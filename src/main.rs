use std::process::ExitCode;
use std::sync::Arc;

use tracing_subscriber::EnvFilter;

use user_directory_api::api;
use user_directory_api::api::handlers::users::SharedUserRepository;
use user_directory_api::config::Config;
use user_directory_api::domain::repositories::UserRepository;
use user_directory_api::infrastructure::repositories::InMemoryUserRepository;

#[tokio::main]
async fn main() -> ExitCode {
    // Load environment variables
    dotenv::dotenv().ok();

    // Initialize tracing
    tracing_subscriber::fmt()
        .with_env_filter(EnvFilter::try_from_default_env().unwrap_or_else(|_| "info".into()))
        .init();

    let config = match Config::from_env() {
        Ok(config) => config,
        Err(e) => {
            tracing::error!("Configuration error: {}", e);
            return ExitCode::FAILURE;
        }
    };

    let repo = if config.seed_users {
        match InMemoryUserRepository::seeded() {
            Ok(repo) => repo,
            Err(e) => {
                tracing::error!("Failed to seed users: {}", e);
                return ExitCode::FAILURE;
            }
        }
    } else {
        InMemoryUserRepository::new()
    };

    if let Ok(count) = repo.len().await {
        tracing::info!("User directory ready with {} users", count);
    }

    let repo: SharedUserRepository = Arc::new(repo);
    let app = api::router(repo);

    // Start server
    let addr = config.addr();
    let listener = match tokio::net::TcpListener::bind(addr).await {
        Ok(listener) => listener,
        Err(e) => {
            tracing::error!("Failed to bind {}: {}", addr, e);
            return ExitCode::FAILURE;
        }
    };

    tracing::info!("Server listening on {}", addr);

    if let Err(e) = axum::serve(listener, app).await {
        tracing::error!("Server failed: {}", e);
        return ExitCode::FAILURE;
    }

    ExitCode::SUCCESS
}
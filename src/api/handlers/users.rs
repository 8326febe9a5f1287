use std::sync::Arc;

use axum::extract::{Path, State};
use serde::{Deserialize, Deserializer};
use serde_json::Value;
use tracing::instrument;

use crate::api::errors::ApiError;
use crate::api::extract::JsonOrEmpty;
use crate::api::response::Envelope;
use crate::domain::repositories::UserRepository;
use crate::domain::user::{NewUser, User, UserChanges, UserError};

/// Repository handle shared by every user handler through router state
pub type SharedUserRepository = Arc<dyn UserRepository>;

/// Request body for creating a user
///
/// Fields are optional here so that a missing field is reported as
/// "All fields are required" instead of a deserialization failure. A field
/// holding anything other than a JSON string counts as missing.
#[derive(Debug, Default, Deserialize)]
pub struct CreateUserRequest {
    #[serde(default, deserialize_with = "string_field")]
    pub name: Option<String>,
    #[serde(default, deserialize_with = "string_field")]
    pub email: Option<String>,
    #[serde(default, deserialize_with = "string_field")]
    pub city: Option<String>,
    #[serde(default, deserialize_with = "string_field")]
    pub role: Option<String>,
}

impl TryFrom<CreateUserRequest> for NewUser {
    type Error = UserError;

    fn try_from(req: CreateUserRequest) -> Result<Self, Self::Error> {
        NewUser::new(
            req.name.unwrap_or_default(),
            req.email.unwrap_or_default(),
            req.city.unwrap_or_default(),
            req.role.unwrap_or_default(),
        )
    }
}

/// Request body for updating a user; any subset of fields may be present
///
/// Non-string values are ignored like absent ones.
#[derive(Debug, Default, Deserialize)]
pub struct UpdateUserRequest {
    #[serde(default, deserialize_with = "string_field")]
    pub name: Option<String>,
    #[serde(default, deserialize_with = "string_field")]
    pub email: Option<String>,
    #[serde(default, deserialize_with = "string_field")]
    pub city: Option<String>,
    #[serde(default, deserialize_with = "string_field")]
    pub role: Option<String>,
}

impl From<UpdateUserRequest> for UserChanges {
    fn from(req: UpdateUserRequest) -> Self {
        UserChanges::new(req.name, req.email, req.city, req.role)
    }
}

fn string_field<'de, D: Deserializer<'de>>(deserializer: D) -> Result<Option<String>, D::Error> {
    match Value::deserialize(deserializer)? {
        Value::String(value) => Ok(Some(value)),
        _ => Ok(None),
    }
}

/// List every user
///
/// GET /users/get
#[instrument(skip_all)]
pub async fn get_users(
    State(repo): State<SharedUserRepository>,
) -> Result<Envelope<Vec<User>>, ApiError> {
    let users = repo.list().await?;

    Ok(Envelope::ok(users))
}

/// Get a user by ID
///
/// GET /users/getbyid/:id
#[instrument(skip_all)]
pub async fn get_user_by_id(
    State(repo): State<SharedUserRepository>,
    Path(id): Path<String>,
) -> Result<Envelope<User>, ApiError> {
    let user = repo.find_by_id(&id).await?.ok_or_else(|| {
        tracing::debug!("User not found: {}", id);
        UserError::NotFound
    })?;

    Ok(Envelope::ok(user))
}

/// Create a new user
///
/// POST /users/create
#[instrument(skip_all)]
pub async fn create_user(
    State(repo): State<SharedUserRepository>,
    JsonOrEmpty(req): JsonOrEmpty<CreateUserRequest>,
) -> Result<Envelope<User>, ApiError> {
    let new_user = NewUser::try_from(req)?;

    let user = repo.insert(new_user).await?;

    tracing::info!("User created: {}", user.id);

    Ok(Envelope::created(user).with_message("User created successfully"))
}

/// Update the supplied fields of a user
///
/// PUT /users/update/:id
#[instrument(skip_all)]
pub async fn update_user(
    State(repo): State<SharedUserRepository>,
    Path(id): Path<String>,
    JsonOrEmpty(req): JsonOrEmpty<UpdateUserRequest>,
) -> Result<Envelope<User>, ApiError> {
    let user = repo
        .update(&id, UserChanges::from(req))
        .await?
        .ok_or_else(|| {
            tracing::debug!("User not found: {}", id);
            UserError::NotFound
        })?;

    tracing::info!("User updated: {}", id);

    Ok(Envelope::ok(user))
}

/// Delete a user, responding with the users that remain
///
/// DELETE /users/delete/:id
#[instrument(skip_all)]
pub async fn delete_user(
    State(repo): State<SharedUserRepository>,
    Path(id): Path<String>,
) -> Result<Envelope<Vec<User>>, ApiError> {
    let remaining = repo.remove_and_list(&id).await?.ok_or_else(|| {
        tracing::debug!("User not found: {}", id);
        UserError::NotFound
    })?;

    tracing::info!("User deleted: {}", id);

    Ok(Envelope::ok(remaining).with_message("User deleted successfully"))
}
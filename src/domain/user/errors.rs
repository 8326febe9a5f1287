use thiserror::Error;

/// Errors that can occur while operating on the user directory
#[derive(Debug, Error, PartialEq, Eq)]
pub enum UserError {
    #[error("All fields are required")]
    MissingFields,

    #[error("User not found")]
    NotFound,

    #[error("Internal error: {0}")]
    Internal(String),
}

pub type UserResult<T> = Result<T, UserError>;
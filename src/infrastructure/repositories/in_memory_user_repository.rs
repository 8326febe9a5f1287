use async_trait::async_trait;
use chrono::{DateTime, Utc};
use tokio::sync::RwLock;

use crate::domain::repositories::UserRepository;
use crate::domain::user::{NewUser, User, UserChanges, UserError, UserResult};

/// Records the directory starts with when seeding is enabled
const SEED_USERS: [(&str, &str, &str, &str, &str); 3] = [
    ("Amit Kumar", "amit@example.com", "Bangalore", "developer", "2025-01-10T09:00:00Z"),
    ("Priya Sharma", "priya@example.com", "Mumbai", "designer", "2025-01-12T14:30:00Z"),
    ("Rahul Verma", "rahul@example.com", "Delhi", "manager", "2025-01-15T11:15:00Z"),
];

#[derive(Debug, Default)]
struct Directory {
    users: Vec<User>,
    next_id: u64,
}

impl Directory {
    fn remove(&mut self, id: &str) -> bool {
        match self.users.iter().position(|user| user.id == id) {
            Some(index) => {
                self.users.remove(index);
                true
            }
            None => false,
        }
    }
}

/// In-memory implementation of UserRepository
///
/// IDs come from a counter that only moves forward, so an ID is never handed
/// out twice even after deletes. The records and the counter sit behind one
/// lock, which makes every insert/update/remove a single critical section.
#[derive(Debug)]
pub struct InMemoryUserRepository {
    directory: RwLock<Directory>,
}

impl InMemoryUserRepository {
    /// Creates an empty repository; the first inserted user gets ID "1"
    pub fn new() -> Self {
        Self::with_users(Vec::new())
    }

    /// Creates a repository holding `users` in the given order
    ///
    /// The ID counter starts after the highest numeric ID present.
    pub fn with_users(users: Vec<User>) -> Self {
        let highest = users
            .iter()
            .filter_map(|user| user.id.parse::<u64>().ok())
            .max()
            .unwrap_or(0);

        Self {
            directory: RwLock::new(Directory {
                users,
                next_id: highest + 1,
            }),
        }
    }

    /// Creates a repository holding the three default directory entries
    pub fn seeded() -> UserResult<Self> {
        let users = SEED_USERS
            .iter()
            .enumerate()
            .map(|(index, (name, email, city, role, created_at))| -> UserResult<User> {
                let created_at = DateTime::parse_from_rfc3339(created_at)
                    .map_err(|e| UserError::Internal(format!("Invalid seed timestamp: {}", e)))?
                    .with_timezone(&Utc);
                let fields = NewUser::new(*name, *email, *city, *role)?;
                Ok(User::new((index + 1).to_string(), fields, created_at))
            })
            .collect::<UserResult<Vec<_>>>()?;

        Ok(Self::with_users(users))
    }
}

impl Default for InMemoryUserRepository {
    fn default() -> Self {
        Self::new()
    }
}

#[async_trait]
impl UserRepository for InMemoryUserRepository {
    async fn list(&self) -> UserResult<Vec<User>> {
        Ok(self.directory.read().await.users.clone())
    }

    async fn find_by_id(&self, id: &str) -> UserResult<Option<User>> {
        let directory = self.directory.read().await;
        Ok(directory.users.iter().find(|user| user.id == id).cloned())
    }

    async fn insert(&self, new_user: NewUser) -> UserResult<User> {
        let mut directory = self.directory.write().await;

        let id = directory.next_id;
        directory.next_id += 1;

        let user = User::new(id.to_string(), new_user, Utc::now());
        directory.users.push(user.clone());

        Ok(user)
    }

    async fn update(&self, id: &str, changes: UserChanges) -> UserResult<Option<User>> {
        let mut directory = self.directory.write().await;

        Ok(directory
            .users
            .iter_mut()
            .find(|user| user.id == id)
            .map(|user| {
                user.apply(changes);
                user.clone()
            }))
    }

    async fn remove(&self, id: &str) -> UserResult<bool> {
        let mut directory = self.directory.write().await;
        Ok(directory.remove(id))
    }

    async fn remove_and_list(&self, id: &str) -> UserResult<Option<Vec<User>>> {
        let mut directory = self.directory.write().await;

        if !directory.remove(id) {
            return Ok(None);
        }

        Ok(Some(directory.users.clone()))
    }

    async fn len(&self) -> UserResult<usize> {
        Ok(self.directory.read().await.users.len())
    }
}
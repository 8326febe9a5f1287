use axum::{
    async_trait,
    body::Bytes,
    extract::{FromRequest, Request},
    http::header::CONTENT_TYPE,
};
use serde::de::DeserializeOwned;

use crate::api::errors::ApiError;

/// JSON body extractor that reads a missing body as an empty request
///
/// A request without a JSON content type, or with an empty body, yields
/// `T::default()`. Only a JSON body that fails to parse is rejected, with a
/// 400 in the usual `{status, message}` shape.
///
/// Usage:
/// ```rust,ignore
/// async fn handler(JsonOrEmpty(req): JsonOrEmpty<UpdateUserRequest>) { /* ... */ }
/// ```
#[derive(Debug)]
pub struct JsonOrEmpty<T>(pub T);

#[async_trait]
impl<S, T> FromRequest<S> for JsonOrEmpty<T>
where
    S: Send + Sync,
    T: DeserializeOwned + Default,
{
    type Rejection = ApiError;

    async fn from_request(req: Request, state: &S) -> Result<Self, Self::Rejection> {
        let is_json = req
            .headers()
            .get(CONTENT_TYPE)
            .and_then(|value| value.to_str().ok())
            .map(is_json_content_type)
            .unwrap_or(false);

        let body = Bytes::from_request(req, state)
            .await
            .map_err(|e| ApiError::bad_request(e.body_text()))?;

        if !is_json || body.iter().all(u8::is_ascii_whitespace) {
            return Ok(Self(T::default()));
        }

        serde_json::from_slice(&body)
            .map(Self)
            .map_err(|e| ApiError::bad_request(format!("Malformed request body: {}", e)))
    }
}

fn is_json_content_type(content_type: &str) -> bool {
    let mime = content_type
        .split(';')
        .next()
        .unwrap_or_default()
        .trim()
        .to_ascii_lowercase();

    mime == "application/json" || (mime.starts_with("application/") && mime.ends_with("+json"))
}
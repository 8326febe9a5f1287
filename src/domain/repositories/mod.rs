// Repository interfaces implemented by the infrastructure layer

pub mod user_repository;

pub use user_repository::UserRepository;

____________

Transcribe the lines from the first line of the records through the line that contains "#[tokio::main]", both included, and add nothing else.

_Output of the task_
filename src/main.rs
use std::process::ExitCode;
use std::sync::Arc;

use tracing_subscriber::EnvFilter;

use user_directory_api::api;
use user_directory_api::api::handlers::users::SharedUserRepository;
use user_directory_api::config::Config;
use user_directory_api::domain::repositories::UserRepository;
use user_directory_api::infrastructure::repositories::InMemoryUserRepository;

#[tokio::main]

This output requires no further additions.